Detrás de todo esto hay una cuestión de gobernanza, ya que un número sorprendente de organizaciones todavía avanzan más rápido en la implementación que en la propiedad y la rendición de cuentas.
La confiabilidad de los datos parece ser la mayor barrera para la adopción de una IA útil, y es comprensible.
Si no se puede explicar claramente de dónde provienen los datos originales, quién es el propietario, cómo se mantienen o por qué las definiciones difieren entre los sistemas, entonces la empresa ya ha preparado el escenario para el desperdicio innecesario antes de que el modelo entre en producción.
En ese entorno, la IA se convierte en otra capa de complejidad colocada sobre una base que ya era inestable.
Las organizaciones que obtienen buenos resultados toman un camino más disciplinado, que a menudo parece menos emocionante desde fuera.
Reducen la duplicación. Alinean la lógica del sistema.

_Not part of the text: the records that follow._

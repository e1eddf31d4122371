//! Resource filters and search queries.

use super::model::Resource;

/// Value that disables a filter key.
const ANY: &str = "all";

/// Listing and search filters.
///
/// Each key is either unconstrained (`None`) or an exact value the resource
/// must have. `tags` checks membership in the resource's tag list.
#[derive(Debug, Clone, Default, PartialEq, Eq)]
pub struct ResourceFilter {
    pub difficulty: Option<String>,
    pub language: Option<String>,
    pub subcategory: Option<String>,
    pub tags: Option<String>,
}

impl ResourceFilter {
    pub fn new() -> Self {
        Self::default()
    }

    /// Build a filter from loose key/value pairs.
    ///
    /// Unrecognized keys are ignored; `"all"` and `""` leave a key
    /// unconstrained.
    pub fn from_pairs<K, V>(pairs: impl IntoIterator<Item = (K, V)>) -> Self
    where
        K: AsRef<str>,
        V: AsRef<str>,
    {
        let mut filter = Self::default();
        for (key, value) in pairs {
            let value = constraint(value.as_ref());
            match key.as_ref() {
                "difficulty" => filter.difficulty = value,
                "language" => filter.language = value,
                "subcategory" => filter.subcategory = value,
                "tags" | "tag" => filter.tags = value,
                _ => {}
            }
        }
        filter
    }

    pub fn difficulty(mut self, value: &str) -> Self {
        self.difficulty = constraint(value);
        self
    }

    pub fn language(mut self, value: &str) -> Self {
        self.language = constraint(value);
        self
    }

    pub fn subcategory(mut self, value: &str) -> Self {
        self.subcategory = constraint(value);
        self
    }

    pub fn tag(mut self, value: &str) -> Self {
        self.tags = constraint(value);
        self
    }

    pub fn matches(&self, resource: &Resource) -> bool {
        if let Some(difficulty) = &self.difficulty
            && resource.difficulty != *difficulty
        {
            return false;
        }
        if let Some(language) = &self.language
            && resource.language != *language
        {
            return false;
        }
        if let Some(subcategory) = &self.subcategory
            && resource.subcategory.as_deref() != Some(subcategory.as_str())
        {
            return false;
        }
        if let Some(tag) = &self.tags
            && !resource.has_tag(tag)
        {
            return false;
        }
        true
    }
}

fn constraint(value: &str) -> Option<String> {
    (!value.is_empty() && value != ANY).then(|| value.to_string())
}

/// Whitespace-tokenized, lower-cased search query with AND semantics.
#[derive(Debug, Clone, PartialEq, Eq)]
pub struct SearchQuery {
    terms: Vec<String>,
}

impl SearchQuery {
    pub fn new(query: &str) -> Self {
        let terms = query
            .to_lowercase()
            .split_whitespace()
            .map(str::to_string)
            .collect();
        Self { terms }
    }

    pub fn terms(&self) -> &[String] {
        &self.terms
    }

    /// Every term must occur as a substring of the searchable text.
    pub fn matches(&self, resource: &Resource) -> bool {
        let text = resource.searchable_text();
        self.terms.iter().all(|term| text.contains(term.as_str()))
    }
}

Ellos deciden qué significan realmente las métricas y se aseguran de que estas definiciones se compartan en todo el equipo. Simplifican los flujos de trabajo antes de automatizarlos. Fijan la propiedad antes de ampliar el acceso.
Este tipo de trabajo rara vez se enmarca como una estrategia de IA, pero en realidad a menudo separa los programas de IA que resultan útiles de aquellos que silenciosamente generan más gastos generales de los que valen.
Sistema subyacente sano
Una vez que los sistemas subyacentes están en buen estado, la IA comienza a hacer lo que los líderes esperaban que hiciera en primer lugar. Los pronósticos se vuelven más confiables porque los datos son estables. Los datos de los clientes se vuelven más útiles porque los equipos no discuten sobre si están actualizados.
La automatización comienza a eliminar trabajo en lugar de crear ciclos de revisión adicionales. En ese punto, la eficiencia mejora de una manera que importa tanto desde el punto de vista económico como operativo y, por extensión, desde una perspectiva de sostenibilidad, ya que la organización ya no quema recursos para compensar trastornos prevenibles.
Para las empresas que intentan comprender los crecientes costos de la IA, este es el lugar adecuado para comenzar. Antes de preguntar cómo impulsar más modelos, vale la pena preguntarse cuánta carga digital innecesaria se está creando ya por datos no saludables.
Antes de considerar la sostenibilidad como algo fuera del ámbito empresarial, se debe reconocer que los sistemas más limpios utilizan los recursos de manera más inteligente.
Y antes de asumir que el impacto ambiental de la IA es solo una cuestión de infraestructura, los líderes deberían observar más de cerca los datos que sus propias empresas consumen todos los días.
La IA de datos más limpia no resolverá todos los desafíos relacionados con las limitaciones de infraestructura y energía, pero hace que los sistemas empresariales sean más eficientes, más confiables y más sostenibles de manera inmediata y mensurable.
Este es un mejor punto de partida que simplemente adivinar qué impedirá una mejor disciplina operativa.